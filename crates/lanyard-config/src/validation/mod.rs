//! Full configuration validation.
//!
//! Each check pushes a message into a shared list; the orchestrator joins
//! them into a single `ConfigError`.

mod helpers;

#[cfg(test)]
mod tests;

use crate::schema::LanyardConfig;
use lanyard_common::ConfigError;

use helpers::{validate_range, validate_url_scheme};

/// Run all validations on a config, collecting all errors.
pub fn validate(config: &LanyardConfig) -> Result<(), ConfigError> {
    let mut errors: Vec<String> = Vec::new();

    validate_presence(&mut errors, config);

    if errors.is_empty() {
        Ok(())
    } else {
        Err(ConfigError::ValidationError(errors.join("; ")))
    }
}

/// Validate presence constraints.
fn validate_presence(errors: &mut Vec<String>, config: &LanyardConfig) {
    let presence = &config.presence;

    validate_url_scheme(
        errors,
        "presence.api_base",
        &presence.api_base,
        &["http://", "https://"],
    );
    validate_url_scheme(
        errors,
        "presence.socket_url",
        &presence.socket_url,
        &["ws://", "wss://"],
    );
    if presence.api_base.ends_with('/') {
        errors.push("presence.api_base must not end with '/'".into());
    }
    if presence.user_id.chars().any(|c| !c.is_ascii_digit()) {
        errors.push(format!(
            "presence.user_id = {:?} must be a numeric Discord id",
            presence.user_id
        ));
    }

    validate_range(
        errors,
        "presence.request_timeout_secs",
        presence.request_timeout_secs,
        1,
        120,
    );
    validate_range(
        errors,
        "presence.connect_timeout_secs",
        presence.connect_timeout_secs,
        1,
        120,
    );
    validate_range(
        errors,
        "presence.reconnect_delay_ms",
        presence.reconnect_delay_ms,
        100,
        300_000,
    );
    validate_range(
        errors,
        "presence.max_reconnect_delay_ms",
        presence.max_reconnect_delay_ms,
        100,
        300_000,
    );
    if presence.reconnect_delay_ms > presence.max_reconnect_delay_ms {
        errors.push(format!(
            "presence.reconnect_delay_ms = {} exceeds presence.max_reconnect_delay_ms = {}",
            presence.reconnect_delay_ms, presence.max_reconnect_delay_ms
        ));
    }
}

__YOUR GOAL__.
Would you transcribe the entire listing above without any deviation?

__WRITTEN ANSWER__.
filename crates/lanyard-config/src/validation/mod.rs
//! Full configuration validation.
//!
//! Each check pushes a message into a shared list; the orchestrator joins
//! them into a single `ConfigError`.

mod helpers;

#[cfg(test)]
mod tests;

use crate::schema::LanyardConfig;
use lanyard_common::ConfigError;

use helpers::{validate_range, validate_url_scheme};

/// Run all validations on a config, collecting all errors.
pub fn validate(config: &LanyardConfig) -> Result<(), ConfigError> {
    let mut errors: Vec<String> = Vec::new();

    validate_presence(&mut errors, config);

    if errors.is_empty() {
        Ok(())
    } else {
        Err(ConfigError::ValidationError(errors.join("; ")))
    }
}

/// Validate presence constraints.
fn validate_presence(errors: &mut Vec<String>, config: &LanyardConfig) {
    let presence = &config.presence;

    validate_url_scheme(
        errors,
        "presence.api_base",
        &presence.api_base,
        &["http://", "https://"],
    );
    validate_url_scheme(
        errors,
        "presence.socket_url",
        &presence.socket_url,
        &["ws://", "wss://"],
    );
    if presence.api_base.ends_with('/') {
        errors.push("presence.api_base must not end with '/'".into());
    }
    if presence.user_id.chars().any(|c| !c.is_ascii_digit()) {
        errors.push(format!(
            "presence.user_id = {:?} must be a numeric Discord id",
            presence.user_id
        ));
    }

    validate_range(
        errors,
        "presence.request_timeout_secs",
        presence.request_timeout_secs,
        1,
        120,
    );
    validate_range(
        errors,
        "presence.connect_timeout_secs",
        presence.connect_timeout_secs,
        1,
        120,
    );
    validate_range(
        errors,
        "presence.reconnect_delay_ms",
        presence.reconnect_delay_ms,
        100,
        300_000,
    );
    validate_range(
        errors,
        "presence.max_reconnect_delay_ms",
        presence.max_reconnect_delay_ms,
        100,
        300_000,
    );
    if presence.reconnect_delay_ms > presence.max_reconnect_delay_ms {
        errors.push(format!(
            "presence.reconnect_delay_ms = {} exceeds presence.max_reconnect_delay_ms = {}",
            presence.reconnect_delay_ms, presence.max_reconnect_delay_ms
        ));
    }
}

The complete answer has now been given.